Three forms, distinguished by the prop type at runtime:

| Prop value | Behavior | |---|---| | string, number, boolean | Set once. | | () => T | Wrapped in a watch; re-runs when sources change. Only this binding updates, not the surrounding tree. | | (event: Event) => void (when prop name is onX) | Added as event listener; auto-removed on dispose. |

Children follow the same rule: () => Child is reactive, anything else mounts once.

Form-input attributes (value, checked, selected, disabled) are set via the DOM property, not setAttributesetAttribute('value', x) only changes defaultValue and won't move a caret correctly. setAttr compares-then-sets to avoid clobbering caret position on every reactive update.

Mount-boundary untrack

Component HOC bodies, keyed render functions, and reactive children all run inside untrack(...). Without this, descendant state reads would subscribe outer watches and a single keystroke would cause the whole subtree to re-mount. Lost focus, dropped characters. Present-day frameworks usually have this implicit; in our model it's explicit and tested.
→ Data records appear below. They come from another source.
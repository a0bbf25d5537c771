//! Source-build recipes for packages that can be fetched and compiled locally.
//!
//! A recipe says where the release tarball lives, what directory it unpacks
//! into, and which versioned shared object an autotools build installs, so the
//! builder can copy it into the package-local library directory.

use std::collections::BTreeMap;

use serde::{Deserialize, Serialize};

use crate::core::platform::OsKind;

/// How to fetch and build one package from source.
#[derive(Debug, Clone, PartialEq, Eq, Serialize, Deserialize)]
pub struct PackageRecipe {
    /// Logical package name (also the pkg-config name)
    #[serde(default)]
    pub name: String,

    /// Upstream release version
    pub version: String,

    /// Release tarball URL (`.tar.gz`)
    pub url: String,

    /// Directory the tarball unpacks into
    pub source_dir: String,

    /// Library base name without the `lib` prefix (e.g. `hunspell-1.6`)
    pub library: String,

    /// Libtool ABI version of the installed shared object (e.g. `0.0.1`)
    pub abi_version: String,

    /// Header directory relative to the unpacked source tree
    #[serde(default)]
    pub include_subdir: Option<String>,

    /// Expected SHA-256 of the tarball, if pinned
    #[serde(default)]
    pub sha256: Option<String>,

    /// Platforms where an automated source build is supported
    #[serde(default = "default_build_platforms")]
    pub build_platforms: Vec<OsKind>,
}

fn default_build_platforms() -> Vec<OsKind> {
    vec![OsKind::Linux, OsKind::MacOs]
}

/// Artifact names produced by a source build on one platform.
#[derive(Debug, Clone, PartialEq, Eq)]
pub struct ArtifactNames {
    /// File installed by `make install` under `<prefix>/lib`
    pub versioned: String,
    /// Links created next to the copied artifact, unversioned last
    pub links: Vec<String>,
}

impl PackageRecipe {
    /// Built-in recipe for hunspell.
    pub fn hunspell() -> Self {
        PackageRecipe {
            name: "hunspell".to_string(),
            version: "1.6.2".to_string(),
            url: "https://github.com/hunspell/hunspell/archive/v1.6.2.tar.gz".to_string(),
            source_dir: "hunspell-1.6.2".to_string(),
            library: "hunspell-1.6".to_string(),
            abi_version: "0.0.1".to_string(),
            include_subdir: Some("src".to_string()),
            sha256: None,
            build_platforms: default_build_platforms(),
        }
    }

    pub fn supports_build_on(&self, os: OsKind) -> bool {
        self.build_platforms.contains(&os)
    }

    fn abi_major(&self) -> &str {
        self.abi_version.split('.').next().unwrap_or("0")
    }

    /// Names of the installed artifact and its unversioned links, or `None`
    /// where the autotools build produces no shared object we know how to name.
    pub fn artifact_names(&self, os: OsKind) -> Option<ArtifactNames> {
        let lib = &self.library;
        match os {
            OsKind::Linux | OsKind::Other => Some(ArtifactNames {
                versioned: format!("lib{}.so.{}", lib, self.abi_version),
                links: vec![
                    format!("lib{}.so.{}", lib, self.abi_major()),
                    format!("lib{}.so", lib),
                ],
            }),
            OsKind::MacOs => Some(ArtifactNames {
                versioned: format!("lib{}.{}.dylib", lib, self.abi_major()),
                links: vec![format!("lib{}.dylib", lib)],
            }),
            OsKind::Windows => None,
        }
    }
}

/// The set of recipes known to the resolver.
#[derive(Debug, Clone)]
pub struct PackageCatalog {
    recipes: BTreeMap<String, PackageRecipe>,
}

impl PackageCatalog {
    /// Catalog with only the built-in recipes.
    pub fn builtin() -> Self {
        let mut catalog = PackageCatalog {
            recipes: BTreeMap::new(),
        };
        catalog.insert(PackageRecipe::hunspell());
        catalog
    }

    /// Catalog with no recipes at all.
    pub fn empty() -> Self {
        PackageCatalog {
            recipes: BTreeMap::new(),
        }
    }

    /// Add or replace a recipe.
    pub fn insert(&mut self, recipe: PackageRecipe) {
        self.recipes.insert(recipe.name.clone(), recipe);
    }

    /// Add recipes from configuration; the table key names the package.
    pub fn extend_from_config(&mut self, recipes: &BTreeMap<String, PackageRecipe>) {
        for (name, recipe) in recipes {
            let mut recipe = recipe.clone();
            recipe.name = name.clone();
            self.insert(recipe);
        }
    }

    pub fn get(&self, name: &str) -> Option<&PackageRecipe> {
        self.recipes.get(name)
    }

    pub fn names(&self) -> impl Iterator<Item = &str> {
        self.recipes.keys().map(String::as_str)
    }
}

impl Default for PackageCatalog {
    fn default() -> Self {
        Self::builtin()
    }
}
Anti-Next mistakes deliberately avoided

The SSR layer was designed against a list of failures from prior frameworks:

| Their failure | Our deliberate choice | |---|---| | File-system routing (move file → broken URL) | Routes are values: routes: { '/': home } | | Multiple magic exports per route file (metadata, loader, action, meta, useHead) | One page({ url, load, view, meta }) object | | 'use client' / 'use server' boundary markers (magic strings the bundler scans for) | Server-only adornments live in server.tsx and spread onto pages | | Implicit nested layouts via folder structure | Compose with regular function calls — view: (p) => <Layout><Inner {...p} /></Layout> | | Built-in caches that span auth contexts (fetch auto-cache, unstable_cache) | No built-in cache. You scope it with your auth context in the key. | | Hydration data scattered across magic globals (__NEXT_DATA__, self.__next_f.push) | Single inspectable <script type="application/json" id="__place_load__"> | | Default config requires 'unsafe-inline' for inline styles (RSC payload, Tailwind) | Auto-hash: SHA-256 of Tailwind output → CSP style-src, strict CSP holds | | Codegen step for typed routes (react-router typegen etc.) | Generics flow natively: page<U, L>() infers from url + load returns |

What's deferred

  • Resumability (Qwik-style serialized state, no hydration walk)
  • Per-element streaming SSR + resource() suspension mid-stream
  • AsyncLocalStorage-backed per-request capability scopes (current cap stack is module-global; safe pattern documented in handler() doc)
  • HMR-aware component identity (state survives source edits)
  • Web component interop
  • Image / font optimization built-ins
  • Production deploy adapters (Vercel/Cloudflare/Deno/etc.)

Each will land when a workload demands it, not before.